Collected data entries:
↓↓↓

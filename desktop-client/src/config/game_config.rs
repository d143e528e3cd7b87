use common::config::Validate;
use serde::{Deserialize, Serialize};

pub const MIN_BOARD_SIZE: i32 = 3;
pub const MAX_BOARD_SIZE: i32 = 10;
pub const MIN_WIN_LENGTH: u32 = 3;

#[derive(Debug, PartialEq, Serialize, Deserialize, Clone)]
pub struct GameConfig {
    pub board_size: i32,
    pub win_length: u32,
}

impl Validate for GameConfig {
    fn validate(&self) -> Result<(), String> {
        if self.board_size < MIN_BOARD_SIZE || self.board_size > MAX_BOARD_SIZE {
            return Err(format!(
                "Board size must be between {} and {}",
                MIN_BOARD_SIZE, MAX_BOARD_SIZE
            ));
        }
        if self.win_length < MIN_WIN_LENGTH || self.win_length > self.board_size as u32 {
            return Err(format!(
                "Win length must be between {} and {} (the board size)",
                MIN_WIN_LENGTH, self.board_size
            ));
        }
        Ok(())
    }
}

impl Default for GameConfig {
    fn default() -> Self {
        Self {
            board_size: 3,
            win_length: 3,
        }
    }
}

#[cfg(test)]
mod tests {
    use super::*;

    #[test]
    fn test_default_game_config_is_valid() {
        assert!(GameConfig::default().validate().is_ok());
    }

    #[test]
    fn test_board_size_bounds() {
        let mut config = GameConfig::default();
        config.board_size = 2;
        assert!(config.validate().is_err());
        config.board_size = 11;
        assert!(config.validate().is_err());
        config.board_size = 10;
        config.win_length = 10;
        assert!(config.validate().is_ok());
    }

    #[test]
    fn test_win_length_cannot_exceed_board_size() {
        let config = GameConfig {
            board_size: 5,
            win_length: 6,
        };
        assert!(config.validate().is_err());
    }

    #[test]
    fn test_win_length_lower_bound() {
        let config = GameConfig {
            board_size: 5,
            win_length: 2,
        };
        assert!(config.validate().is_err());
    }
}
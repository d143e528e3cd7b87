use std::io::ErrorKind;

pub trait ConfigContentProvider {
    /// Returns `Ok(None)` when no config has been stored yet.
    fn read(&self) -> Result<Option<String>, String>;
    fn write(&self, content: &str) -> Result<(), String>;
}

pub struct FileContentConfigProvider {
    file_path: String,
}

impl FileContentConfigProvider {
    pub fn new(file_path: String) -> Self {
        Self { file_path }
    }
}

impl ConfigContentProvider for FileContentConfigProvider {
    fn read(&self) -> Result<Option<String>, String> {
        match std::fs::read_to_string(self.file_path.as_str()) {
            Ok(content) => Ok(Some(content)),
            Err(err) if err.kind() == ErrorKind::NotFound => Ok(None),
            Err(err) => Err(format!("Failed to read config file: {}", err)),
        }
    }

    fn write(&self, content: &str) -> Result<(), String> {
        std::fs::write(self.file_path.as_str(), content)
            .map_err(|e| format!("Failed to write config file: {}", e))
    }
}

↑↑↑

** EXERCISE **
Lines holding the word "must": say how many there are in the data, and nothing more.

** THE COMPLETED TASK **
2